Assignment
Count all lines holding "when" in the data below and say the number, nothing more.

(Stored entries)
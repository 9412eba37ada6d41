//! Platform abstraction layer
//!
//! Handles browser/native differences for:
//! - Play-field measurement
//! - Device class detection
//! - Page lifecycle (back/forward cache)

use crate::consts::DEFAULT_FIELD_WIDTH;
use crate::input::DeviceClass;

/// Use a measured field width, or the default when there is none yet
pub fn field_width_or_default(measured: Option<i32>) -> i32 {
    match measured {
        Some(width) if width > 0 => width,
        _ => DEFAULT_FIELD_WIDTH,
    }
}

/// What the host does when the page is hidden
#[derive(Debug, Clone, Copy, PartialEq, Eq)]
pub enum PageHide {
    /// Page kept in the back/forward cache: pause, resume on `pageshow`
    Suspend,
    /// Page is being unloaded: stop the session and drop listeners
    Teardown,
}

impl PageHide {
    /// Decide from `PageTransitionEvent.persisted`
    pub fn from_persisted(persisted: bool) -> Self {
        if persisted {
            PageHide::Suspend
        } else {
            PageHide::Teardown
        }
    }
}

/// Rendered width of the element with the given id
#[cfg(target_arch = "wasm32")]
pub fn measure_element_width(id: &str) -> Option<i32> {
    use wasm_bindgen::JsCast;

    let element = web_sys::window()?.document()?.get_element_by_id(id)?;
    let element: web_sys::HtmlElement = element.dyn_into().ok()?;
    Some(element.offset_width())
}

#[cfg(not(target_arch = "wasm32"))]
pub fn measure_element_width(_id: &str) -> Option<i32> {
    None
}

/// Device class of the current browser
#[cfg(target_arch = "wasm32")]
pub fn detect_device() -> DeviceClass {
    web_sys::window()
        .and_then(|w| w.navigator().user_agent().ok())
        .map(|ua| DeviceClass::from_user_agent(&ua))
        .unwrap_or(DeviceClass::Desktop)
}

#[cfg(not(target_arch = "wasm32"))]
pub fn detect_device() -> DeviceClass {
    DeviceClass::Desktop
}

#[cfg(test)]
mod tests {
    use super::*;

    #[test]
    fn test_field_width_fallback() {
        assert_eq!(field_width_or_default(Some(420)), 420);
        assert_eq!(field_width_or_default(Some(0)), DEFAULT_FIELD_WIDTH);
        assert_eq!(field_width_or_default(None), DEFAULT_FIELD_WIDTH);
    }

    #[test]
    fn test_cached_page_is_only_suspended() {
        assert_eq!(PageHide::from_persisted(true), PageHide::Suspend);
        assert_eq!(PageHide::from_persisted(false), PageHide::Teardown);
    }

    #[cfg(not(target_arch = "wasm32"))]
    #[test]
    fn test_native_has_no_element() {
        assert_eq!(measure_element_width("game-window"), None);
        assert_eq!(detect_device(), DeviceClass::Desktop);
    }
}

Answer area
2